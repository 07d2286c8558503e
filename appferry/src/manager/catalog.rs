//! Catalog that hands out pre-resolved links.

use std::collections::HashMap;

use parking_lot::RwLock;

use super::error::{ManagerError, ManagerResult};
use super::traits::{BoxFuture, PackageCatalog};
use crate::package::{AccountRef, DownloadTicket, PackageDescriptor};

/// A [`PackageCatalog`] backed by known URLs.
///
/// Useful when the artifact location is already known (a mirror, a link
/// pasted on the command line) and no catalog round-trip is needed.
#[derive(Debug, Default)]
pub struct DirectLinkCatalog {
    links: RwLock<HashMap<(String, String), DownloadTicket>>,
}

impl DirectLinkCatalog {
    pub fn new() -> Self {
        Self::default()
    }

    /// Catalog that knows exactly one package.
    pub fn single(package: &PackageDescriptor, ticket: DownloadTicket) -> Self {
        let catalog = Self::new();
        catalog.insert(package, ticket);
        catalog
    }

    /// Register (or replace) the ticket for a package version.
    pub fn insert(&self, package: &PackageDescriptor, ticket: DownloadTicket) {
        self.links.write().insert(Self::key(package), ticket);
    }

    fn key(package: &PackageDescriptor) -> (String, String) {
        (
            package.software.bundle_id.clone(),
            package.version_id.clone(),
        )
    }
}

impl PackageCatalog for DirectLinkCatalog {
    fn download<'a>(
        &'a self,
        _account: &'a AccountRef,
        package: &'a PackageDescriptor,
    ) -> BoxFuture<'a, ManagerResult<DownloadTicket>> {
        let found = self.links.read().get(&Self::key(package)).cloned();
        Box::pin(async move {
            found.ok_or_else(|| ManagerError::Catalog {
                bundle_id: package.software.bundle_id.clone(),
                reason: format!("no link registered for version {}", package.version_id),
            })
        })
    }
}
//! Error types for the download manager.

use std::io;
use std::path::PathBuf;

use thiserror::Error;

use super::store::StoreError;

/// Result type for manager operations.
pub type ManagerResult<T> = Result<T, ManagerError>;

/// Errors that can occur while managing downloads.
#[derive(Debug, Error)]
pub enum ManagerError {
    /// An equivalent manifest is already queued or in progress.
    #[error("download {id} already exists and has not completed")]
    DuplicateRequest { id: String },

    /// No manifest with this id.
    #[error("download {id} not found")]
    NotFound { id: String },

    /// The transfer itself failed.
    #[error("failed to download {url}: {reason}")]
    Transfer { url: String, reason: String },

    /// Network timeout.
    #[error("download of {url} timed out after {timeout_secs}s")]
    Timeout { url: String, timeout_secs: u64 },

    /// The HTTP client could not be constructed.
    #[error("failed to build HTTP client: {0}")]
    HttpClient(String),

    /// Checksum verification failed.
    #[error("checksum mismatch for {filename}: expected {expected}, got {actual}")]
    ChecksumMismatch {
        filename: String,
        expected: String,
        actual: String,
    },

    /// The package catalog could not issue a ticket.
    #[error("catalog lookup failed for {bundle_id}: {reason}")]
    Catalog { bundle_id: String, reason: String },

    /// The transfer was suspended or deleted before it settled.
    #[error("download {id} was cancelled")]
    Cancelled { id: String },

    /// Failed to read a file.
    #[error("failed to read {}: {source}", path.display())]
    ReadFailed { path: PathBuf, source: io::Error },

    /// Failed to write a file.
    #[error("failed to write {}: {source}", path.display())]
    WriteFailed { path: PathBuf, source: io::Error },

    /// Failed to create a directory.
    #[error("failed to create directory {}: {source}", path.display())]
    CreateDirFailed { path: PathBuf, source: io::Error },

    /// The manifest store rejected a read or write.
    #[error(transparent)]
    Store(#[from] StoreError),
}

impl ManagerError {
    /// Build a transfer error from anything displayable.
    pub fn transfer(url: impl Into<String>, reason: impl ToString) -> Self {
        Self::Transfer {
            url: url.into(),
            reason: reason.to_string(),
        }
    }

    /// Whether this error is a cooperative cancellation rather than a failure.
    pub fn is_cancelled(&self) -> bool {
        matches!(self, Self::Cancelled { .. })
    }
}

--------------------------------------------------

(Work to complete)
Repeat all of the records above exactly as written.

(Result below)
repository 07d2286c8558503e
filename appferry/src/manager/catalog.rs
//! Catalog that hands out pre-resolved links.

use std::collections::HashMap;

use parking_lot::RwLock;

use super::error::{ManagerError, ManagerResult};
use super::traits::{BoxFuture, PackageCatalog};
use crate::package::{AccountRef, DownloadTicket, PackageDescriptor};

/// A [`PackageCatalog`] backed by known URLs.
///
/// Useful when the artifact location is already known (a mirror, a link
/// pasted on the command line) and no catalog round-trip is needed.
#[derive(Debug, Default)]
pub struct DirectLinkCatalog {
    links: RwLock<HashMap<(String, String), DownloadTicket>>,
}

impl DirectLinkCatalog {
    pub fn new() -> Self {
        Self::default()
    }

    /// Catalog that knows exactly one package.
    pub fn single(package: &PackageDescriptor, ticket: DownloadTicket) -> Self {
        let catalog = Self::new();
        catalog.insert(package, ticket);
        catalog
    }

    /// Register (or replace) the ticket for a package version.
    pub fn insert(&self, package: &PackageDescriptor, ticket: DownloadTicket) {
        self.links.write().insert(Self::key(package), ticket);
    }

    fn key(package: &PackageDescriptor) -> (String, String) {
        (
            package.software.bundle_id.clone(),
            package.version_id.clone(),
        )
    }
}

impl PackageCatalog for DirectLinkCatalog {
    fn download<'a>(
        &'a self,
        _account: &'a AccountRef,
        package: &'a PackageDescriptor,
    ) -> BoxFuture<'a, ManagerResult<DownloadTicket>> {
        let found = self.links.read().get(&Self::key(package)).cloned();
        Box::pin(async move {
            found.ok_or_else(|| ManagerError::Catalog {
                bundle_id: package.software.bundle_id.clone(),
                reason: format!("no link registered for version {}", package.version_id),
            })
        })
    }
}
//! Error types for the download manager.

use std::io;
use std::path::PathBuf;

use thiserror::Error;

use super::store::StoreError;

/// Result type for manager operations.
pub type ManagerResult<T> = Result<T, ManagerError>;

/// Errors that can occur while managing downloads.
#[derive(Debug, Error)]
pub enum ManagerError {
    /// An equivalent manifest is already queued or in progress.
    #[error("download {id} already exists and has not completed")]
    DuplicateRequest { id: String },

    /// No manifest with this id.
    #[error("download {id} not found")]
    NotFound { id: String },

    /// The transfer itself failed.
    #[error("failed to download {url}: {reason}")]
    Transfer { url: String, reason: String },

    /// Network timeout.
    #[error("download of {url} timed out after {timeout_secs}s")]
    Timeout { url: String, timeout_secs: u64 },

    /// The HTTP client could not be constructed.
    #[error("failed to build HTTP client: {0}")]
    HttpClient(String),

    /// Checksum verification failed.
    #[error("checksum mismatch for {filename}: expected {expected}, got {actual}")]
    ChecksumMismatch {
        filename: String,
        expected: String,
        actual: String,
    },

    /// The package catalog could not issue a ticket.
    #[error("catalog lookup failed for {bundle_id}: {reason}")]
    Catalog { bundle_id: String, reason: String },

    /// The transfer was suspended or deleted before it settled.
    #[error("download {id} was cancelled")]
    Cancelled { id: String },

    /// Failed to read a file.
    #[error("failed to read {}: {source}", path.display())]
    ReadFailed { path: PathBuf, source: io::Error },

    /// Failed to write a file.
    #[error("failed to write {}: {source}", path.display())]
    WriteFailed { path: PathBuf, source: io::Error },

    /// Failed to create a directory.
    #[error("failed to create directory {}: {source}", path.display())]
    CreateDirFailed { path: PathBuf, source: io::Error },

    /// The manifest store rejected a read or write.
    #[error(transparent)]
    Store(#[from] StoreError),
}

impl ManagerError {
    /// Build a transfer error from anything displayable.
    pub fn transfer(url: impl Into<String>, reason: impl ToString) -> Self {
        Self::Transfer {
            url: url.into(),
            reason: reason.to_string(),
        }
    }

    /// Whether this error is a cooperative cancellation rather than a failure.
    pub fn is_cancelled(&self) -> bool {
        matches!(self, Self::Cancelled { .. })
    }
}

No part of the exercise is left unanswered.